Ich bemühe mich, meine Patienten emotional zu erreichen, indem ich auf möglichst spontane, authentische und kreative Weise vermittle, wie sie emotional auf mich einwirken. Gleichzeitig helfe ich den Migranten dabei, ihre bis dahin nicht artikulierte Trauer und ihre Verlusterfahrungen im Kontext eines neuen Narrativs zum Ausdruck zu bringen. Mein Ziel ist es, die wachsende Fähigkeit meiner Patienten zum Erkennen und Akzeptieren ihrer wechselnden affektiven Gemütszustände zu unterstützen, und deshalb helfe ich ihnen dabei, Worte für ihr Gefühl der Hoffnungslosigkeit, aber auch für ihre Sehnsucht nach einem Neubeginn zu finden.
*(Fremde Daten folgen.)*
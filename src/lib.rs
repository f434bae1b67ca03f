//! RecallBot: a question-answering assistant with a persistent answer cache.
//!
//! Questions are answered from a local `Question,Answer` CSV cache when an
//! exact match exists and from a generation service otherwise; generated
//! answers are written back to the cache. Every fifth turn the user may send
//! the whole cache to the service for fine-tuning.

pub mod agent;
pub mod cache;
pub mod config;
pub mod error;
pub mod providers;

pub use agent::{
    run_persistent_session, AnswerSource, Console, FineTuneTrigger, Resolution,
    ResponseResolver, Session, SessionStats,
};
pub use cache::{CacheEntry, CachePersistence, CacheStore, CsvFile};
pub use config::Config;
pub use error::{RecallError, Result};
pub use providers::{GenerationService, OpenAiProvider};
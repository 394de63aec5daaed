//! Slug helpers
//!
//! Component paths and pipeline container names are slugs: lowercase ASCII
//! alphanumerics separated by single dashes.

use uuid::Uuid;

/// Prefix shared by every pipeline storage container
pub const PIPELINE_PREFIX: &str = "pipeline-";

/// Converts arbitrary text into a slug
///
/// Runs of characters other than ASCII letters and digits collapse into a
/// single `-`, and leading/trailing dashes are dropped.
pub fn slugify(input: &str) -> String {
    let mut slug = String::with_capacity(input.len());
    let mut pending_dash = false;

    for c in input.chars() {
        if c.is_ascii_alphanumeric() {
            if pending_dash && !slug.is_empty() {
                slug.push('-');
            }
            pending_dash = false;
            slug.push(c.to_ascii_lowercase());
        } else {
            pending_dash = true;
        }
    }

    slug
}

/// Builds a fresh container name for a pipeline titled `title`
///
/// The name is `pipeline-<slug>-<8 hex chars>` so two pipelines with the same
/// title never share a container.
pub fn pipeline_container_name(title: &str) -> String {
    let suffix = Uuid::new_v4().simple().to_string();
    let slug = slugify(title);
    if slug.is_empty() {
        format!("{}{}", PIPELINE_PREFIX, &suffix[..8])
    } else {
        format!("{}{}-{}", PIPELINE_PREFIX, slug, &suffix[..8])
    }
}

/// Whether a storage container holds a pipeline
pub fn is_pipeline_container(name: &str) -> bool {
    name.starts_with(PIPELINE_PREFIX)
}
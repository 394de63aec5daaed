//! Pipeline domain types

use serde::{Deserialize, Serialize};

use crate::validation::{ValidationError, max_len, require};

/// Longest accepted pipeline title
pub const MAX_TITLE_LEN: usize = 30;

/// Longest accepted pipeline description
pub const MAX_DESCRIPTION_LEN: usize = 200;

/// Pipeline definition
///
/// Identifies the execution environment and target infrastructure shared by
/// every component of the pipeline. Stored as a single document in the
/// pipeline's container and always replaced wholesale.
#[derive(Debug, Clone, PartialEq, Eq, Serialize, Deserialize)]
pub struct PipelineDefinition {
    pub title: String,
    #[serde(default)]
    pub description: String,
    /// Image identifier (without tag)
    pub environment: String,
    /// Image tag
    pub version: String,
    pub scaling_group: String,
    /// Storage host the pipeline container lives on
    #[serde(rename = "folder_host")]
    pub storage_host: String,
}

impl PipelineDefinition {
    /// Full image reference passed to the compute provider
    pub fn image(&self) -> String {
        format!("{}:{}", self.environment, self.version)
    }

    /// Validates the definition before it is persisted
    pub fn validate(&self) -> Result<(), ValidationError> {
        require("title", &self.title)?;
        max_len("title", &self.title, MAX_TITLE_LEN)?;
        max_len("description", &self.description, MAX_DESCRIPTION_LEN)?;
        require("environment", &self.environment)?;
        require("version", &self.version)?;
        require("scaling_group", &self.scaling_group)?;
        require("storage_host", &self.storage_host)?;
        Ok(())
    }
}
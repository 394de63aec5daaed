//! Engine configuration
//!
//! Defines the placement defaults handed to the compute provider, the name of
//! the code entry file inside each component folder, and the optional limits
//! applied to a component's polling loop.

use std::time::Duration;

use crate::execution::RunLimits;

/// Engine configuration
///
/// Every limit defaults to "off": polling is paced by the provider unless a
/// budget or deadline is configured explicitly.
#[derive(Debug, Clone)]
pub struct EngineConfig {
    /// Compute manager base URL (e.g., "http://localhost:8081")
    pub manager_url: String,

    /// Domain sessions are created in
    pub domain: String,

    /// User group sessions are created in
    pub group: String,

    /// Hint passed to the provider on session creation; not enforced locally
    pub max_wait_seconds: u64,

    /// File name of the code blob inside each component folder
    pub code_entry: String,

    /// Maximum number of polls per component run
    pub max_polls: Option<u32>,

    /// Maximum wall-clock time of a component's polling loop
    pub run_deadline: Option<Duration>,

    /// Abort a full pipeline run at the first dependency violation
    pub stop_on_violation: bool,
}

impl EngineConfig {
    /// Creates a new configuration with defaults
    pub fn new(manager_url: String) -> Self {
        Self {
            manager_url,
            domain: "default".to_string(),
            group: "default".to_string(),
            max_wait_seconds: 5,
            code_entry: "main.py".to_string(),
            max_polls: None,
            run_deadline: None,
            stop_on_violation: false,
        }
    }

    /// Creates configuration from environment variables
    ///
    /// Expected environment variables:
    /// - STEPLINE_MANAGER_URL (optional, default: http://localhost:8081)
    /// - STEPLINE_DOMAIN (optional, default: default)
    /// - STEPLINE_GROUP (optional, default: default)
    /// - STEPLINE_MAX_WAIT_SECONDS (optional, default: 5)
    /// - STEPLINE_CODE_ENTRY (optional, default: main.py)
    /// - STEPLINE_MAX_POLLS (optional, unlimited when unset)
    /// - STEPLINE_RUN_DEADLINE (optional, seconds, unlimited when unset)
    /// - STEPLINE_STOP_ON_VIOLATION (optional, default: false)
    pub fn from_env() -> anyhow::Result<Self> {
        let manager_url = std::env::var("STEPLINE_MANAGER_URL")
            .unwrap_or_else(|_| "http://localhost:8081".to_string());

        let mut config = Self::new(manager_url);

        if let Ok(domain) = std::env::var("STEPLINE_DOMAIN") {
            config.domain = domain;
        }

        if let Ok(group) = std::env::var("STEPLINE_GROUP") {
            config.group = group;
        }

        if let Some(wait) = parse_var::<u64>("STEPLINE_MAX_WAIT_SECONDS")? {
            config.max_wait_seconds = wait;
        }

        if let Ok(entry) = std::env::var("STEPLINE_CODE_ENTRY") {
            config.code_entry = entry;
        }

        config.max_polls = parse_var::<u32>("STEPLINE_MAX_POLLS")?;
        config.run_deadline = parse_var::<u64>("STEPLINE_RUN_DEADLINE")?.map(Duration::from_secs);

        if let Some(stop) = parse_var::<bool>("STEPLINE_STOP_ON_VIOLATION")? {
            config.stop_on_violation = stop;
        }

        Ok(config)
    }

    /// Sets the domain and group sessions are created in
    pub fn with_placement(mut self, domain: impl Into<String>, group: impl Into<String>) -> Self {
        self.domain = domain.into();
        self.group = group.into();
        self
    }

    /// Sets the code entry file name
    pub fn with_code_entry(mut self, entry: impl Into<String>) -> Self {
        self.code_entry = entry.into();
        self
    }

    /// Sets the per-component polling limits
    pub fn with_limits(mut self, limits: RunLimits) -> Self {
        self.max_polls = limits.max_polls;
        self.run_deadline = limits.deadline;
        self
    }

    /// Aborts full runs at the first dependency violation
    pub fn with_stop_on_violation(mut self, stop: bool) -> Self {
        self.stop_on_violation = stop;
        self
    }

    /// Polling limits applied to each component run
    pub fn limits(&self) -> RunLimits {
        RunLimits {
            max_polls: self.max_polls,
            deadline: self.run_deadline,
        }
    }

    /// Validates the configuration
    pub fn validate(&self) -> anyhow::Result<()> {
        if !self.manager_url.starts_with("http://") && !self.manager_url.starts_with("https://") {
            anyhow::bail!("manager_url must start with http:// or https://");
        }

        if self.domain.trim().is_empty() {
            anyhow::bail!("domain cannot be empty");
        }

        if self.group.trim().is_empty() {
            anyhow::bail!("group cannot be empty");
        }

        if self.code_entry.trim().is_empty() {
            anyhow::bail!("code_entry cannot be empty");
        }

        if self.code_entry.contains('/') {
            anyhow::bail!("code_entry must be a file name, not a path");
        }

        if self.max_polls == Some(0) {
            anyhow::bail!("max_polls must be greater than 0");
        }

        if self.run_deadline == Some(Duration::ZERO) {
            anyhow::bail!("run_deadline must be greater than 0");
        }

        Ok(())
    }
}

impl Default for EngineConfig {
    fn default() -> Self {
        Self::new("http://localhost:8081".to_string())
    }
}

/// Reads and parses an optional environment variable
fn parse_var<T>(name: &str) -> anyhow::Result<Option<T>>
where
    T: std::str::FromStr,
    T::Err: std::fmt::Display,
{
    match std::env::var(name) {
        Ok(raw) => raw
            .trim()
            .parse::<T>()
            .map(Some)
            .map_err(|e| anyhow::anyhow!("invalid value for {}: {}", name, e)),
        Err(_) => Ok(None),
    }
}
//! Per-pipeline run locks
//!
//! At most one run or edit holds a pipeline at a time. A second caller is
//! rejected with [`EngineError::RunInProgress`] instead of waiting.

use std::collections::HashSet;
use std::sync::{Arc, Mutex, PoisonError};

use tracing::debug;

use crate::error::{EngineError, Result};

/// Registry of pipelines currently held
#[derive(Debug, Clone, Default)]
pub struct RunLocks {
    held: Arc<Mutex<HashSet<String>>>,
}

impl RunLocks {
    pub fn new() -> Self {
        Self::default()
    }

    /// Takes the lock of a pipeline, released when the token is dropped
    pub fn try_acquire(&self, pipeline_id: &str) -> Result<RunToken> {
        let mut held = self.held.lock().unwrap_or_else(PoisonError::into_inner);
        if !held.insert(pipeline_id.to_string()) {
            return Err(EngineError::RunInProgress(pipeline_id.to_string()));
        }
        debug!("Locked pipeline {}", pipeline_id);

        Ok(RunToken {
            pipeline_id: pipeline_id.to_string(),
            held: self.held.clone(),
        })
    }

    pub fn is_running(&self, pipeline_id: &str) -> bool {
        self.held
            .lock()
            .unwrap_or_else(PoisonError::into_inner)
            .contains(pipeline_id)
    }
}

/// Proof of holding a pipeline's lock
#[derive(Debug)]
pub struct RunToken {
    pipeline_id: String,
    held: Arc<Mutex<HashSet<String>>>,
}

impl RunToken {
    pub fn pipeline_id(&self) -> &str {
        &self.pipeline_id
    }
}

impl Drop for RunToken {
    fn drop(&mut self) {
        self.held
            .lock()
            .unwrap_or_else(PoisonError::into_inner)
            .remove(&self.pipeline_id);
        debug!("Released pipeline {}", self.pipeline_id);
    }
}
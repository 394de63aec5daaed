//! Core domain types
//!
//! This module contains the domain structures shared across Stepline crates.
//! Pipeline definitions and components are persisted as JSON documents in the
//! pipeline's storage container; session types only exist while a component runs.

pub mod component;
pub mod pipeline;
pub mod session;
Wenn Migranten mit einer traumatischen Familiengeschichte allmählich eine empathische Verbindung zu ihrem Therapeuten schmieden, der Zeuge ihrer seelischen Schmerzen ist, taucht auch ihre Hoffnung und ihr Vertrauen darauf, sich mit anderen Menschen verbunden zu fühlen, wieder auf.
 
Aus dem Amerikanischen von Antje Vaihinger
 
Literatur
Bromberg, P. (2011): The Shadow of the Tsunami and the Growth of the Relational Mind.
Figes, O. (2007): The Whisperers: Private Life in Stalin's Russia.
Kuriloff, E.A. (2014): Contemporary Psychoanalysis and the Legacy of the Third Reich.
Stern, D.B. (2009): Partners in Thought. Dissociation, Enactment, and Unformulated Experience.
 
[1] Anm. d. Übers.: Als Ansiedlungsrayon wird das Gebiet im Westen des Russischen Kaiserreichs bezeichnet, auf das zwischen Ende des 18. Und Anfang des 20. Jahrhunderts das Wohn- und Arbeitsrecht der jüdischen Bevölkerung im europäischen Teil des Russischen Reiches beschränkt war.